The popular-sire syndrome is not limited to breeds with small populations. Some of the most populous breeds have had problems with this syndrome. Compounding this, there are several instances where a popular sire is replaced with a son, and even later a grandson. This creates a genetic bottleneck in the breeding population, narrowing the variety of genes available.
Every breed has its prominent dogs in the genetic background of the breed. But most of these dogs become influential based on several significant offspring that spread different combinations of the dog’s genes over several generations. The desirable and undesirable characteristics of the dog were passed on, expressed, evaluated by breeders, and determined if they were worthy of continuing in future generations.
The problem with the popularsire syndrome is that the dog’s genes are spread widely and quickly - without evaluation of the long-term effects of his genetic contribution.
The problem with the popular-sire syndrome is that the dog’s genes are spread widely and quickly - without evaluation of the long-term effects of his genetic contribution. By the time the dog’s genetic attributes can be evaluated through offspring and grandoffspring, his genes have already been distributed widely, and his effect on the gene pool may not be easily changed.

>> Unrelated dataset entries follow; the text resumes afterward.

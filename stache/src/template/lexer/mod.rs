//! Template scanner.
//!
//! Splits the template into literal text and `{{ ... }}` tags, left to right.
//! A `{{` without a closing `}}` anywhere after it isn't a tag: it's emitted,
//! together with the rest of the template, as text.
pub mod matcher;
pub mod token;

pub use matcher::{find_block_end, Block};
pub use token::{Token, TokenWithContext};

use tracing::debug;

const OPEN: &str = "{{";
const CLOSE: &str = "}}";

/// Template scanner, producing tokens.
///
/// The scanner works on a window of the template: offsets it reports are
/// offsets into the whole template, but it never looks past the end of the window.
#[derive(Debug, Clone)]
pub struct Lexer<'a> {
    source: &'a str,
    pos: usize,
}

impl<'a> Lexer<'a> {
    /// Scan the entire template.
    pub fn new(source: &'a str) -> Self {
        Self { source, pos: 0 }
    }

    /// Scan the template between `start` and `end` only.
    pub fn window(source: &'a str, start: usize, end: usize) -> Self {
        Self {
            source: &source[..end],
            pos: start,
        }
    }

    /// The template, up to the end of the window.
    pub fn source(&self) -> &'a str {
        self.source
    }

    /// Continue scanning from `pos`.
    pub fn seek(&mut self, pos: usize) {
        self.pos = pos;
    }

    /// Get all remaining tokens.
    pub fn tokens(self) -> Vec<TokenWithContext<'a>> {
        self.collect()
    }
}

impl<'a> Iterator for Lexer<'a> {
    type Item = TokenWithContext<'a>;

    fn next(&mut self) -> Option<Self::Item> {
        let start = self.pos;
        let len = self.source.len();

        if start >= len {
            return None;
        }

        let rest = &self.source[start..];

        let open = match rest.find(OPEN) {
            Some(0) => start,
            Some(offset) => {
                self.pos = start + offset;
                return Some(TokenWithContext::new(
                    Token::Text(&rest[..offset]),
                    start,
                    self.pos,
                ));
            }
            None => {
                self.pos = len;
                return Some(TokenWithContext::new(Token::Text(rest), start, len));
            }
        };

        let inner = open + OPEN.len();

        match self.source[inner..].find(CLOSE) {
            Some(offset) => {
                let end = inner + offset + CLOSE.len();
                self.pos = end;
                let tag = self.source[inner..inner + offset].trim();

                Some(TokenWithContext::new(Token::classify(tag), open, end))
            }

            None => {
                debug!("unterminated tag at offset {}, emitting it as text", open);
                self.pos = len;
                Some(TokenWithContext::new(
                    Token::Text(&self.source[open..]),
                    open,
                    len,
                ))
            }
        }
    }
}

/// Tokenize a string.
pub trait Tokenize {
    fn tokenize(&self) -> Vec<TokenWithContext<'_>>;
}

impl Tokenize for str {
    fn tokenize(&self) -> Vec<TokenWithContext<'_>> {
        Lexer::new(self).tokens()
    }
}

In almost all instances, popular sires are show dogs. They obviously have phenotypic qualities that are desirable, and as everyone sees these winning dogs, they are considered desirable mates for breeding. What breeders and especially stud-dog owners must consider is the effect of their mating selection on the gene pool. At what point does the cumulative genetic contribution of a stud dog outweigh its positive attributes? A popular sire may only produce a small proportion of the total number of litters registered. However, if the litters are all out of top-quality, winning bitches, then his influence and the loss of influence of other quality males may have a significant narrowing effect on the gene pool.
In some European countries, dog-breeding legislation is being considered that limits the lifetime number of litters a dog can sire or produce. If, however, certain matings produce only pet-quality dogs, but no quality breeding prospects, should the dog be restricted from siring a litter from a different line? The popular sire’s effect on the gene pool is on the number of offspring that are used for breeding in the next generation, and how extensively they are being used. This cannot be legislated.
At what point does a stud-dog owner determine that their dog has been bred enough? It can be difficult to deny stud service when asked, but the genetic effect of a dog on the whole breed must be considered. If everyone is breeding to a certain stud dog, the intelligent decision may be to wait and see what is produced from these matings. If you still desire what the stud dog produces, it is possible that you can find an offspring who has those positive attributes, and also a genetic contribution from its dam that you may find desirable. If a popular stud dog deserves to make a significant genetic contribution to the breed, doing so through multiple offspring, and therefore getting a mixed compliment of his genes, is better than focusing on a single offspring.
All breeding dogs should be health tested for the conditions seen in the breed. If your breed has enrolled in the AKCCanine Health Foundation/Orthopedic Foundation for Animals CHIC program (www.caninehealthinfo.org), prospective breeding dogs and bitches should complete the recommended breedspecific health testing prior to breeding. These may include hip radiographs, CERF eye examinations, or specific genetic tests.
It is important to monitor the positive and negative characteristics being produced by popular sires. While it is satisfying to own a popular stud dog, a true measure of a breeder’s dedication is how negative health information in the offspring is made available. All dogs carry some undesirable traits. Based on the variety of pedigree background of bitches who are usually brought to popular sires, there is a greater chance that some undesirable traits could be expressed in the offspring. It is up to the stud-dog owner to keep in touch with bitch owners, and check on the characteristics that are being produced.
Some breeders will argue that the strength of a breed is in its bitches, but the fact remains that the stud dogs potentially have the greatest cumulative influence on the gene pool. There will always be popular sires, and that is not necessarily bad for a breed. But a dog’s influence on a breed should be gradual, and based on proven production and health testing. Maintaining surveillance of health and quality issues in breeding dogs and their offspring, and preserving the genetic diversity of the gene pool, should allow a sound future for purebred dogs.